Dataset records:
use crate::error::Error;
use luadeob_parser::{CodegenOptions, RenameOptions};
use serde::{Deserialize, Serialize};
use std::path::Path;

/// Default cap on accepted source size (16 MiB).
pub const DEFAULT_MAX_INPUT_BYTES: usize = 16 * 1024 * 1024;

/// Runtime configuration for a deobfuscation run.
///
/// Loaded from an optional JSON file; every field may be omitted.
#[derive(Debug, Clone, PartialEq, Eq, Serialize, Deserialize)]
#[serde(default)]
pub struct Config {
    /// Prefix of generated names (`v` gives `v1`, `v2`, ...).
    pub prefix: String,

    /// Names the generator must never produce.
    pub reserved: Vec<String>,

    /// Also keep generated names clear of every identifier in the input.
    pub avoid_existing: bool,

    /// Spaces per indentation level in the output.
    pub indent: usize,

    /// Print the output on a single line.
    pub minify: bool,

    /// Verbosity level (0 = INFO, 1 = DEBUG, 2+ = TRACE).
    pub verbosity: u8,

    /// Whether to emit JSON logs.
    pub json_logs: bool,

    /// Inputs larger than this are rejected before parsing.
    pub max_input_bytes: usize,
}

impl Default for Config {
    fn default() -> Self {
        Self {
            prefix: "v".to_string(),
            reserved: Vec::new(),
            avoid_existing: true,
            indent: 4,
            minify: false,
            verbosity: 0,
            json_logs: false,
            max_input_bytes: DEFAULT_MAX_INPUT_BYTES,
        }
    }
}

impl Config {
    /// Load a config file.
    pub fn load(path: &Path) -> Result<Self, Error> {
        let text = std::fs::read_to_string(path).map_err(|source| Error::ConfigRead {
            path: path.to_path_buf(),
            source,
        })?;
        serde_json::from_str(&text).map_err(|source| Error::ConfigParse {
            path: path.to_path_buf(),
            source,
        })
    }

    /// Set verbosity level.
    #[must_use]
    pub fn with_verbosity(mut self, verbosity: u8) -> Self {
        self.verbosity = verbosity;
        self
    }

    /// Set JSON log output.
    #[must_use]
    pub fn with_json_logs(mut self, json: bool) -> Self {
        self.json_logs = json;
        self
    }

    /// Set the generated-name prefix.
    #[must_use]
    pub fn with_prefix(mut self, prefix: impl Into<String>) -> Self {
        self.prefix = prefix.into();
        self
    }

    /// Set single-line output.
    #[must_use]
    pub fn with_minify(mut self, minify: bool) -> Self {
        self.minify = minify;
        self
    }

    /// Set spaces per indentation level.
    #[must_use]
    pub fn with_indent(mut self, indent: usize) -> Self {
        self.indent = indent;
        self
    }

    /// Add reserved names.
    #[must_use]
    pub fn with_reserved(mut self, names: impl IntoIterator<Item = String>) -> Self {
        self.reserved.extend(names);
        self
    }

    /// Options for the rename pass.
    pub fn rename_options(&self) -> RenameOptions {
        RenameOptions {
            prefix: self.prefix.clone(),
            reserved: self.reserved.iter().cloned().collect(),
            avoid_existing: self.avoid_existing,
        }
    }

    /// Options for the printer.
    pub fn codegen_options(&self) -> CodegenOptions {
        CodegenOptions {
            minify: self.minify,
            indent: Some(" ".repeat(self.indent)),
        }
    }
}

#[cfg(test)]
mod tests {
    use super::*;
    use std::io::Write;

    #[test]
    fn test_defaults() {
        let config = Config::default();
        assert_eq!(config.prefix, "v");
        assert!(config.avoid_existing);
        assert_eq!(config.indent, 4);
        assert_eq!(config.max_input_bytes, DEFAULT_MAX_INPUT_BYTES);
    }

    #[test]
    fn test_builder() {
        let config = Config::default()
            .with_prefix("var")
            .with_minify(true)
            .with_indent(2)
            .with_verbosity(2)
            .with_json_logs(true)
            .with_reserved(["var1".to_string()]);
        assert_eq!(config.prefix, "var");
        assert!(config.minify);
        assert_eq!(config.codegen_options().indent.as_deref(), Some("  "));
        assert!(config.rename_options().reserved.contains("var1"));
        assert_eq!(config.verbosity, 2);
        assert!(config.json_logs);
    }

    #[test]
    fn test_load_partial_file() {
        let mut file = tempfile::NamedTempFile::new().unwrap();
        write!(file, r#"{{ "prefix": "local_", "reserved": ["local_1"] }}"#).unwrap();

        let config = Config::load(file.path()).unwrap();
        assert_eq!(config.prefix, "local_");
        assert_eq!(config.reserved, vec!["local_1".to_string()]);
        assert_eq!(config.indent, 4);
    }

    #[test]
    fn test_load_missing_file() {
        let dir = tempfile::tempdir().unwrap();
        let err = Config::load(&dir.path().join("missing.json")).unwrap_err();
        assert!(matches!(err, Error::ConfigRead { .. }));
        assert_eq!(err.code(), "CONFIG_ERROR");
    }

    #[test]
    fn test_load_malformed_file() {
        let mut file = tempfile::NamedTempFile::new().unwrap();
        write!(file, "{{ prefix = ").unwrap();
        let err = Config::load(file.path()).unwrap_err();
        assert!(matches!(err, Error::ConfigParse { .. }));
    }
}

Exercise description: Please report every line of the listing that contains the string "generated".

Solved exercise:
    /// Prefix of generated names (`v` gives `v1`, `v2`, ...).
    /// Also keep generated names clear of every identifier in the input.
    /// Set the generated-name prefix.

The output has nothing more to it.